Yes, msr filter support for PKRS was missing. Will add the support in 
vmx_msr_filter_changed().

>>   	}
>>   
>>   	r = possible_passthrough_msr_slot(msr) != -ENOENT;
> 
> ...
> 
>> +	case MSR_IA32_PKRS:
>> +		if (!kvm_pkrs_valid(data))
>> +			return 1;
>> +		if (!kvm_cpu_cap_has(X86_FEATURE_PKS) ||
>> +		    (!msr_info->host_initiated &&
>> +		    !guest_cpuid_has(vcpu, X86_FEATURE_PKS)))
>> +			return 1;
>> +		if (vcpu->arch.pkrs != data) {
> 
> This will need to be modified if we go with my below proposal.
> 
>> +			vcpu->arch.pkrs = data;
>> +			vmcs_write64(GUEST_IA32_PKRS, data);
>> +		}
>> +		break;
>>   	case MSR_TSC_AUX:
>>   		if (!msr_info->host_initiated &&
>>   		    !guest_cpuid_has(vcpu, X86_FEATURE_RDTSCP))
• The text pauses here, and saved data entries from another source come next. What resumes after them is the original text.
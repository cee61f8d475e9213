use std::{
    fs,
    path::{Path, PathBuf},
};

use anyhow::{Context, Result};
use serde::{Deserialize, Serialize};
use thiserror::Error;

use crate::engine::EngineSettings;
use crate::world::SpawnSpec;

fn default_server_url() -> String {
    "ws://localhost:12345/".to_string()
}

fn default_spawn() -> SpawnSpec {
    SpawnSpec::circle(400.0, 50.0, 20.0)
}

fn default_local_player() -> Option<SpawnSpec> {
    Some(SpawnSpec::polygon(400.0, 200.0, 5, 20.0))
}

fn default_tick_hz() -> u32 {
    60
}

fn default_frame_log_interval() -> u64 {
    120
}

fn default_queue_capacity() -> usize {
    100
}

fn default_max_count() -> usize {
    10_000
}

fn default_host() -> String {
    "0.0.0.0".to_string()
}

fn default_port() -> u16 {
    12345
}

#[derive(Debug, Error)]
pub enum ConfigError {
    #[error("config validation error: {0}")]
    Validation(String),
}

#[derive(Debug, Clone, PartialEq, Serialize, Deserialize)]
pub struct Config {
    #[serde(default = "default_server_url")]
    pub server_url: String,
    #[serde(default)]
    pub listen: ListenConfig,
    #[serde(default = "default_spawn")]
    pub spawn: SpawnSpec,
    /// Body for this client's own player, created before any server count
    /// arrives. `null` starts with an empty pool.
    #[serde(default = "default_local_player")]
    pub local_player: Option<SpawnSpec>,
    #[serde(default = "default_tick_hz")]
    pub tick_hz: u32,
    #[serde(default = "default_frame_log_interval")]
    pub frame_log_interval: u64,
    #[serde(default = "default_queue_capacity")]
    pub queue_capacity: usize,
    /// Largest count the client will reconcile to; bigger ones are dropped.
    #[serde(default = "default_max_count")]
    pub max_count: usize,
}

#[derive(Debug, Clone, PartialEq, Eq, Serialize, Deserialize)]
pub struct ListenConfig {
    #[serde(default = "default_host")]
    pub host: String,
    #[serde(default = "default_port")]
    pub port: u16,
}

impl Default for ListenConfig {
    fn default() -> Self {
        Self {
            host: default_host(),
            port: default_port(),
        }
    }
}

impl Default for Config {
    fn default() -> Self {
        Self {
            server_url: default_server_url(),
            listen: ListenConfig::default(),
            spawn: default_spawn(),
            local_player: default_local_player(),
            tick_hz: default_tick_hz(),
            frame_log_interval: default_frame_log_interval(),
            queue_capacity: default_queue_capacity(),
            max_count: default_max_count(),
        }
    }
}

impl Config {
    pub fn validate(&self) -> Result<(), ConfigError> {
        if self.tick_hz == 0 {
            return Err(ConfigError::Validation(
                "tick_hz must be greater than zero".into(),
            ));
        }
        if self.queue_capacity == 0 {
            return Err(ConfigError::Validation(
                "queue_capacity must be greater than zero".into(),
            ));
        }
        if self.local_player.is_some() && self.max_count == 0 {
            return Err(ConfigError::Validation(
                "max_count must leave room for the local player".into(),
            ));
        }
        if self.spawn.shape.is_degenerate() {
            return Err(ConfigError::Validation(format!(
                "spawn shape {:?} has no area",
                self.spawn.shape
            )));
        }
        if let Some(player) = &self.local_player {
            if player.shape.is_degenerate() {
                return Err(ConfigError::Validation(format!(
                    "local_player shape {:?} has no area",
                    player.shape
                )));
            }
        }
        Ok(())
    }

    pub fn engine_settings(&self) -> EngineSettings {
        EngineSettings {
            tick_hz: self.tick_hz,
            frame_log_interval: self.frame_log_interval,
        }
    }
}

pub struct ConfigLoader {
    base_dir: PathBuf,
}

impl ConfigLoader {
    pub fn new(base_dir: impl AsRef<Path>) -> Self {
        Self {
            base_dir: base_dir.as_ref().to_path_buf(),
        }
    }

    pub fn load(&self, file: impl AsRef<Path>) -> Result<Config> {
        let path = self.base_dir.join(file);
        let data = fs::read_to_string(&path)
            .with_context(|| format!("Failed to read config file {}", path.display()))?;
        let config: Config = serde_yaml::from_str(&data)
            .with_context(|| format!("Failed to parse {}", path.display()))?;
        config
            .validate()
            .with_context(|| format!("Invalid config in {}", path.display()))?;
        Ok(config)
    }
}

#[cfg(test)]
mod tests {
    use super::*;
    use crate::world::Shape;

    #[test]
    fn empty_document_uses_defaults() {
        let config: Config = serde_yaml::from_str("{}").unwrap();
        assert_eq!(config, Config::default());
        assert_eq!(config.server_url, "ws://localhost:12345/");
        assert_eq!(config.listen.port, 12345);
        assert_eq!(config.max_count, 10_000);
        config.validate().unwrap();
    }

    #[test]
    fn shapes_are_tagged_by_kind() {
        let config: Config = serde_yaml::from_str(
            r#"
spawn:
  shape: { kind: rectangle, width: 30, height: 10 }
  x: 100
  y: 20
local_player: null
"#,
        )
        .unwrap();
        assert_eq!(
            config.spawn.shape,
            Shape::Rectangle {
                width: 30.0,
                height: 10.0
            }
        );
        assert_eq!(config.local_player, None);
    }

    #[test]
    fn validation_catches_zero_rates() {
        let config = Config {
            tick_hz: 0,
            ..Config::default()
        };
        assert!(config.validate().is_err());

        let config = Config {
            queue_capacity: 0,
            ..Config::default()
        };
        assert!(config.validate().is_err());

        let config = Config {
            max_count: 0,
            ..Config::default()
        };
        assert!(config.validate().is_err());
        let config = Config {
            max_count: 0,
            local_player: None,
            ..Config::default()
        };
        config.validate().unwrap();
    }

    #[test]
    fn validation_catches_degenerate_spawns() {
        let config = Config {
            spawn: SpawnSpec::circle(0.0, 0.0, 0.0),
            ..Config::default()
        };
        let err = config.validate().unwrap_err();
        assert!(err.to_string().contains("spawn shape"));
    }
}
>> @@ -2479,7 +2518,8 @@ static __init int setup_vmcs_config(struct vmcs_config *vmcs_conf,
>>   	      VM_EXIT_LOAD_IA32_EFER |
>>   	      VM_EXIT_CLEAR_BNDCFGS |
>>   	      VM_EXIT_PT_CONCEAL_PIP |
>> -	      VM_EXIT_CLEAR_IA32_RTIT_CTL;
>> +	      VM_EXIT_CLEAR_IA32_RTIT_CTL |
>> +	      VM_EXIT_LOAD_IA32_PKRS;
>>   	if (adjust_vmx_controls(min, opt, MSR_IA32_VMX_EXIT_CTLS,
>>   				&_vmexit_control) < 0)
>>   		return -EIO;
>> @@ -2503,7 +2543,8 @@ static __init int setup_vmcs_config(struct vmcs_config *vmcs_conf,
>>   	      VM_ENTRY_LOAD_IA32_EFER |
>>   	      VM_ENTRY_LOAD_BNDCFGS |
>>   	      VM_ENTRY_PT_CONCEAL_PIP |
>> -	      VM_ENTRY_LOAD_IA32_RTIT_CTL;
>> +	      VM_ENTRY_LOAD_IA32_RTIT_CTL |
>> +	      VM_ENTRY_LOAD_IA32_PKRS;
>>   	if (adjust_vmx_controls(min, opt, MSR_IA32_VMX_ENTRY_CTLS,
>>   				&_vmentry_control) < 0)
>>   		return -EIO;
>> @@ -3103,8 +3144,9 @@ int vmx_set_cr4(struct kvm_vcpu *vcpu, unsigned long cr4)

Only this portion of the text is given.